Exhortation de lecture : Quel petit vélo à guidon chromé au fond de la cour?

J’ai remarqué récemment que le roman de Georges Perec «La vie mode d’emploi» faisait partie de la collection du Club des Irrésistibles (voir ici). Excellente recommandation. Mais il faut aussi aller visiter les autres œuvres de Perec! Je me porte volontaire pour assurer leur intronisation au sein du Club puisque je m’adonne, en dilettante, cet été à la relecture des œuvres incomplètes de Perec. Je me lance aujourd’hui avec un roman d’une irrésistible drôlerie. Encore «irrésistible»? Essayons des synonymes : impérieuse drôlerie, implacable drôlerie, homérique gaillardise, puissante plaisanterie, infaillible drôlerie, foudroyante comédie, affriolante plaisanterie et pour finir (je pourrais poursuivre longuement, osons un dernier) d’une irréfragable clownerie.
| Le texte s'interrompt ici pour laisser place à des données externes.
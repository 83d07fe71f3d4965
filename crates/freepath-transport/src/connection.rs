//! One TCP connection: serialized framed writes and a reassembling reader.

use std::net::SocketAddr;

use freepath_core::LinkConfig;
use freepath_core::error::LinkError;
use freepath_core::frame::Frame;
use freepath_core::wire;
use tokio::io::{AsyncReadExt, AsyncWriteExt};
use tokio::net::TcpStream;
use tokio::net::tcp::{OwnedReadHalf, OwnedWriteHalf};
use tokio::sync::{Mutex, Notify};

use crate::codec::{self, DecodeOutcome, FrameDecoder};

/// Enable TCP keep-alive and disable Nagle on a fresh stream.
pub(crate) fn configure_stream(stream: &TcpStream) -> std::io::Result<()> {
    stream.set_nodelay(true)?;
    socket2::SockRef::from(stream).set_keepalive(true)?;
    Ok(())
}

/// Write side of a connection, shared by every sender to the peer.
#[derive(Debug)]
pub(crate) struct Connection {
    writer: Mutex<OwnedWriteHalf>,
    shutdown: Notify,
    peer_addr: SocketAddr,
    mtu: usize,
}

impl Connection {
    pub(crate) fn new(writer: OwnedWriteHalf, peer_addr: SocketAddr, mtu: usize) -> Self {
        Self {
            writer: Mutex::new(writer),
            shutdown: Notify::new(),
            peer_addr,
            mtu,
        }
    }

    pub(crate) fn peer_addr(&self) -> SocketAddr {
        self.peer_addr
    }

    /// Write every fragment of `frame` without interleaving other frames.
    pub(crate) async fn send_frame(&self, frame: &Frame) -> Result<(), LinkError> {
        let envelopes = codec::encode_frame(frame, self.mtu)?;
        let mut writer = self.writer.lock().await;
        for envelope in &envelopes {
            writer.write_all(envelope).await?;
        }
        writer.flush().await?;
        Ok(())
    }

    /// Stop the reader and half-close the socket.
    pub(crate) async fn close(&self) {
        // Stores a permit if the reader is not currently waiting
        self.shutdown.notify_one();
        if let Err(e) = self.writer.lock().await.shutdown().await {
            tracing::debug!(addr = %self.peer_addr, error = %e, "socket shutdown failed");
        }
    }

    /// Resolves once [`Connection::close`] has been called.
    pub(crate) async fn closed(&self) {
        self.shutdown.notified().await;
    }
}

/// Read side of a connection.
#[derive(Debug)]
pub(crate) struct FrameReader {
    reader: OwnedReadHalf,
    decoder: FrameDecoder,
}

impl FrameReader {
    pub(crate) fn new(reader: OwnedReadHalf, config: &LinkConfig) -> Self {
        Self {
            reader,
            decoder: FrameDecoder::new(config),
        }
    }

    /// Read envelopes until a complete frame is available.
    ///
    /// Malformed packets and frames are skipped; socket errors, a bad
    /// header or an unsupported wire version end the connection.
    pub(crate) async fn next_frame(&mut self) -> Result<Frame, LinkError> {
        loop {
            let mut header = [0u8; wire::HEADER_SIZE];
            self.reader.read_exact(&mut header).await?;
            let header = wire::decode_header(&header)?;

            let mut payload = vec![0u8; header.length];
            self.reader.read_exact(&mut payload).await?;

            match self.decoder.push(&header, &payload)? {
                DecodeOutcome::Frame(frame) => return Ok(frame),
                DecodeOutcome::Pending => {}
                DecodeOutcome::Dropped(e) => {
                    tracing::debug!(error = %e, "dropping malformed frame");
                }
            }
        }
    }
}
//! `ChaCha20-Poly1305` AEAD encryption (RFC 8439).
//!
//! - 256-bit keys
//! - 96-bit nonces
//! - 128-bit authentication tags
//!
//! Session frames use a deterministic nonce built from the frame sequence
//! number (see [`Nonce::from_seq`]); stateless envelopes use a random nonce.
//!
//! ## Usage
//!
//! ```ignore
//! use freepath_crypto::aead::{AeadKey, Nonce};
//!
//! let key = AeadKey::generate(&mut OsRng);
//! let nonce = Nonce::from_seq(7);
//!
//! let ciphertext = key.encrypt(&nonce, b"secret", b"aad")?;
//! let plaintext = key.decrypt(&nonce, &ciphertext, b"aad")?;
//! ```

use crate::CryptoError;
use chacha20poly1305::{
    ChaCha20Poly1305,
    aead::{Aead, KeyInit, Payload},
};
use rand_core::{CryptoRng, RngCore};
use zeroize::ZeroizeOnDrop;

/// Authentication tag size (16 bytes / 128 bits).
pub const TAG_SIZE: usize = 16;

/// ChaCha20-Poly1305 nonce size (12 bytes / 96 bits).
pub const NONCE_SIZE: usize = 12;

/// AEAD key size (32 bytes / 256 bits).
pub const KEY_SIZE: usize = 32;

/// ChaCha20-Poly1305 nonce (12 bytes).
#[derive(Clone, Copy, Debug, PartialEq, Eq)]
pub struct Nonce([u8; NONCE_SIZE]);

impl Nonce {
    /// Create a nonce from raw bytes.
    #[must_use]
    pub fn from_bytes(bytes: [u8; NONCE_SIZE]) -> Self {
        Self(bytes)
    }

    /// Create a nonce from a slice.
    #[must_use]
    pub fn from_slice(slice: &[u8]) -> Option<Self> {
        let bytes: [u8; NONCE_SIZE] = slice.try_into().ok()?;
        Some(Self(bytes))
    }

    /// Generate a random nonce.
    #[must_use]
    pub fn generate<R: RngCore + CryptoRng>(rng: &mut R) -> Self {
        let mut bytes = [0u8; NONCE_SIZE];
        rng.fill_bytes(&mut bytes);
        Self(bytes)
    }

    /// Create a nonce from a 32-bit sequence number.
    ///
    /// The first 8 bytes are zero and the sequence number occupies the
    /// last 4 bytes, big-endian. A key must never see the same sequence
    /// number twice.
    #[must_use]
    pub fn from_seq(seq: u32) -> Self {
        let mut bytes = [0u8; NONCE_SIZE];
        bytes[8..].copy_from_slice(&seq.to_be_bytes());
        Self(bytes)
    }

    /// Get raw bytes.
    #[must_use]
    pub fn as_bytes(&self) -> &[u8; NONCE_SIZE] {
        &self.0
    }

    fn as_generic(&self) -> &chacha20poly1305::Nonce {
        chacha20poly1305::Nonce::from_slice(&self.0)
    }
}

impl Default for Nonce {
    fn default() -> Self {
        Self([0u8; NONCE_SIZE])
    }
}

/// AEAD encryption key (32 bytes).
///
/// Key is zeroized on drop.
#[derive(Clone, ZeroizeOnDrop)]
pub struct AeadKey([u8; KEY_SIZE]);

impl AeadKey {
    /// Create a key from raw bytes.
    #[must_use]
    pub fn new(bytes: [u8; KEY_SIZE]) -> Self {
        Self(bytes)
    }

    /// Create from slice.
    ///
    /// # Errors
    ///
    /// Returns `CryptoError::InvalidKeyLength` if slice length is not 32 bytes.
    pub fn from_slice(slice: &[u8]) -> Result<Self, CryptoError> {
        let bytes: [u8; KEY_SIZE] =
            slice
                .try_into()
                .map_err(|_| CryptoError::InvalidKeyLength {
                    expected: KEY_SIZE,
                    actual: slice.len(),
                })?;
        Ok(Self(bytes))
    }

    /// Generate a random key.
    #[must_use]
    pub fn generate<R: RngCore + CryptoRng>(rng: &mut R) -> Self {
        let mut bytes = [0u8; KEY_SIZE];
        rng.fill_bytes(&mut bytes);
        Self(bytes)
    }

    /// Get raw key bytes.
    ///
    /// # Security
    ///
    /// This exposes the raw key material.
    #[must_use]
    pub fn as_bytes(&self) -> &[u8; KEY_SIZE] {
        &self.0
    }

    /// Encrypt plaintext with associated data.
    ///
    /// Returns ciphertext with appended authentication tag (`plaintext.len()` + 16 bytes).
    ///
    /// # Errors
    ///
    /// Returns `CryptoError::EncryptionFailed` if AEAD encryption fails.
    pub fn encrypt(
        &self,
        nonce: &Nonce,
        plaintext: &[u8],
        aad: &[u8],
    ) -> Result<Vec<u8>, CryptoError> {
        let cipher = ChaCha20Poly1305::new((&self.0).into());

        cipher
            .encrypt(
                nonce.as_generic(),
                Payload {
                    msg: plaintext,
                    aad,
                },
            )
            .map_err(|_| CryptoError::EncryptionFailed)
    }

    /// Decrypt ciphertext with associated data.
    ///
    /// Input must include the authentication tag at the end.
    ///
    /// # Errors
    ///
    /// Returns `CryptoError::DecryptionFailed` on authentication failure.
    pub fn decrypt(
        &self,
        nonce: &Nonce,
        ciphertext_and_tag: &[u8],
        aad: &[u8],
    ) -> Result<Vec<u8>, CryptoError> {
        if ciphertext_and_tag.len() < TAG_SIZE {
            return Err(CryptoError::DecryptionFailed);
        }

        let cipher = ChaCha20Poly1305::new((&self.0).into());

        cipher
            .decrypt(
                nonce.as_generic(),
                Payload {
                    msg: ciphertext_and_tag,
                    aad,
                },
            )
            .map_err(|_| CryptoError::DecryptionFailed)
    }
}

impl std::fmt::Debug for AeadKey {
    fn fmt(&self, f: &mut std::fmt::Formatter<'_>) -> std::fmt::Result {
        f.write_str("AeadKey(..)")
    }
}
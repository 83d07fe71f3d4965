//! Ed25519 digital signatures.
//!
//! Node identities are bound to Ed25519 verifying keys; handshakes and
//! stateless envelopes are authenticated with these signatures.
//!
//! ## Usage
//!
//! ```ignore
//! use freepath_crypto::signatures::{SigningKey, VerifyingKey};
//! use rand_core::OsRng;
//!
//! let signing_key = SigningKey::generate(&mut OsRng);
//! let verifying_key = signing_key.verifying_key();
//!
//! let signature = signing_key.sign(b"ephemeral || node id");
//! assert!(verifying_key.verify(b"ephemeral || node id", &signature).is_ok());
//! ```

use crate::{CryptoError, ED25519_KEY_SIZE, ED25519_SIGNATURE_SIZE};
use ed25519_dalek::{Signer, Verifier};
use rand_core::{CryptoRng, RngCore};
use zeroize::ZeroizeOnDrop;

/// Ed25519 signature (64 bytes)
#[derive(Clone, Copy, Debug, PartialEq, Eq)]
pub struct Signature([u8; ED25519_SIGNATURE_SIZE]);

impl Signature {
    /// Create a signature from raw bytes
    #[must_use]
    pub fn from_bytes(bytes: [u8; ED25519_SIGNATURE_SIZE]) -> Self {
        Self(bytes)
    }

    /// Create a signature from a slice
    ///
    /// # Errors
    ///
    /// Returns [`CryptoError::InvalidSignature`] if the slice is not exactly 64 bytes.
    pub fn from_slice(slice: &[u8]) -> Result<Self, CryptoError> {
        let bytes: [u8; ED25519_SIGNATURE_SIZE] = slice.try_into().map_err(|_| CryptoError::InvalidSignature)?;
        Ok(Self(bytes))
    }

    /// Get the raw signature bytes
    #[must_use]
    pub fn as_bytes(&self) -> &[u8; ED25519_SIGNATURE_SIZE] {
        &self.0
    }

    fn to_dalek(self) -> ed25519_dalek::Signature {
        ed25519_dalek::Signature::from_bytes(&self.0)
    }
}

/// Ed25519 signing key (private key)
///
/// Zeroized on drop.
#[derive(Clone, ZeroizeOnDrop)]
pub struct SigningKey {
    inner: ed25519_dalek::SigningKey,
}

impl SigningKey {
    /// Generate a new random signing key
    #[must_use]
    pub fn generate<R: RngCore + CryptoRng>(rng: &mut R) -> Self {
        Self {
            inner: ed25519_dalek::SigningKey::generate(rng),
        }
    }

    /// Create from raw 32-byte seed
    #[must_use]
    pub fn from_bytes(bytes: &[u8; ED25519_KEY_SIZE]) -> Self {
        Self {
            inner: ed25519_dalek::SigningKey::from_bytes(bytes),
        }
    }

    /// Sign a message. Signing is deterministic.
    #[must_use]
    pub fn sign(&self, message: &[u8]) -> Signature {
        Signature(self.inner.sign(message).to_bytes())
    }

    /// Get the corresponding verifying key (public key)
    #[must_use]
    pub fn verifying_key(&self) -> VerifyingKey {
        VerifyingKey {
            inner: self.inner.verifying_key(),
        }
    }

    /// Export signing key bytes
    ///
    /// # Security
    ///
    /// This exposes the raw secret key bytes.
    #[must_use]
    pub fn to_bytes(&self) -> [u8; ED25519_KEY_SIZE] {
        self.inner.to_bytes()
    }
}

impl std::fmt::Debug for SigningKey {
    fn fmt(&self, f: &mut std::fmt::Formatter<'_>) -> std::fmt::Result {
        f.debug_struct("SigningKey")
            .field("verifying_key", &self.verifying_key())
            .finish_non_exhaustive()
    }
}

/// Ed25519 verifying key (public key)
#[derive(Clone, Copy, Debug, PartialEq, Eq)]
pub struct VerifyingKey {
    inner: ed25519_dalek::VerifyingKey,
}

impl VerifyingKey {
    /// Create from raw 32-byte public key
    ///
    /// # Errors
    ///
    /// Returns [`CryptoError::InvalidPublicKey`] if the bytes do not
    /// represent a valid Ed25519 public key point.
    pub fn from_bytes(bytes: &[u8; ED25519_KEY_SIZE]) -> Result<Self, CryptoError> {
        let inner = ed25519_dalek::VerifyingKey::from_bytes(bytes)
            .map_err(|_| CryptoError::InvalidPublicKey)?;
        Ok(Self { inner })
    }

    /// Create from a slice
    ///
    /// # Errors
    ///
    /// Returns [`CryptoError::InvalidKeyLength`] for a slice that is not 32 bytes,
    /// or [`CryptoError::InvalidPublicKey`] for an invalid point.
    pub fn from_slice(slice: &[u8]) -> Result<Self, CryptoError> {
        let bytes: [u8; ED25519_KEY_SIZE] = slice.try_into().map_err(|_| CryptoError::InvalidKeyLength {
            expected: ED25519_KEY_SIZE,
            actual: slice.len(),
        })?;
        Self::from_bytes(&bytes)
    }

    /// Get the raw public key bytes
    #[must_use]
    pub fn to_bytes(&self) -> [u8; ED25519_KEY_SIZE] {
        self.inner.to_bytes()
    }

    /// Borrow the raw public key bytes
    #[must_use]
    pub fn as_bytes(&self) -> &[u8; ED25519_KEY_SIZE] {
        self.inner.as_bytes()
    }

    /// Verify a signature on a message
    ///
    /// # Errors
    ///
    /// Returns [`CryptoError::InvalidSignature`] if the signature does not
    /// authenticate the message under this key.
    pub fn verify(&self, message: &[u8], signature: &Signature) -> Result<(), CryptoError> {
        self.inner
            .verify(message, &signature.to_dalek())
            .map_err(|_| CryptoError::InvalidSignature)
    }
}
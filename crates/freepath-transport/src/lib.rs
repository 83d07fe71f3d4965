//! # Freepath Transport
//!
//! Link adapters for the Freepath protocol.
//!
//! This crate provides:
//! - [`LanLinkAdapter`]: TCP connections between peers on a local network
//! - [`MemoryLinkAdapter`]: in-process links over a shared [`MemoryNetwork`]
//! - The byte-level frame path both adapters share ([`codec`])
//!
//! Adapters never encrypt; they move serialized frames and report
//! connection lifecycle through [`freepath_core::LinkEvents`].

#![warn(missing_docs)]
#![warn(clippy::all)]

pub mod codec;
mod connection;
pub mod lan;
pub mod memory;
mod slot;

pub use lan::LanLinkAdapter;
pub use memory::{MemoryLinkAdapter, MemoryNetwork};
Il s’agit de «Quel petit vélo à guidon chromé au fond de la cour?». Avouez que la seule vue du titre vous donne envie de quitter femme(s), homme(s), enfant(s), élections en cours et patrie pour vous y cramponner, à ce petit guidon?

La trame, très simple, un militaire, dans sa caserne à Vincennes, est appelé à se joindre au bataillon pour aller combattre les Algériens qui avaient, vous en conviendrez, a posteriori, de justes raisons pour obtenir leur émancipation. Le type militaire se nomme Karamanlis ou quelque chose comme ça. De fait, il change de nom tout le long du récit, mais on s’y retrouve étant donné les subtiles variations et la très grande simplicité de la trame narrative. Des exemples : Karatruc, Karachose, Karabine, Karafalk, etc. En fait, j’ai dénombré, à vue de nez, pas moins de 65 variations autour de son irrésistible et homérique patronyme. J’ai été un peu distrait, car les critiques littéraires bardés de diplômes affirment que le récit comporte 72 occurrences distinctes. Vivement une version numérique de l’oeuvre pour recherche efficace dans le bedon du texte. Bref, je m’égare et je résume, Karabesque ne veut pas aller nourrir de son sang les nobles contrées françaises africaines pour le compte «des sales bureaucrates planqués des effectifs de l’armée» parce qu’il a une fille dans la peau. Il s’en confie à son maréchal de logis qui s’empresse d’enfourcher son petit vélo (à guidon chromé) pour aller demander conseil à ses potes de son Montparnasse natal. Je ne vous raconte pas les trucs déments qu’ils (les potes de Montparnasse) vont imaginer pour essayer de le sortir de ce mauvais pas périlleux (c’est un pléonasme assumé)… Vous avez compris, ce roman est une affriolante farce drolatique, une bouffonnerie langagière, une loufoquerie textuelle agrémentée d’une multitude de d’ornements stylistiques : pléonasmes, calembours, contrepèteries, allitérations, anacoluthes, adjonctions, épenthèses, contresens, zeugme (un seul, merde!) etc. Vous trouverez, en fin de volume, les dites figures dans un index incomplet (encore incomplet, il ne finissait pas toujours ses devoirs Perec, il passait un temps fou à son noble boulot de documentaliste et des nuits entières à s’escrimer sur des réussites).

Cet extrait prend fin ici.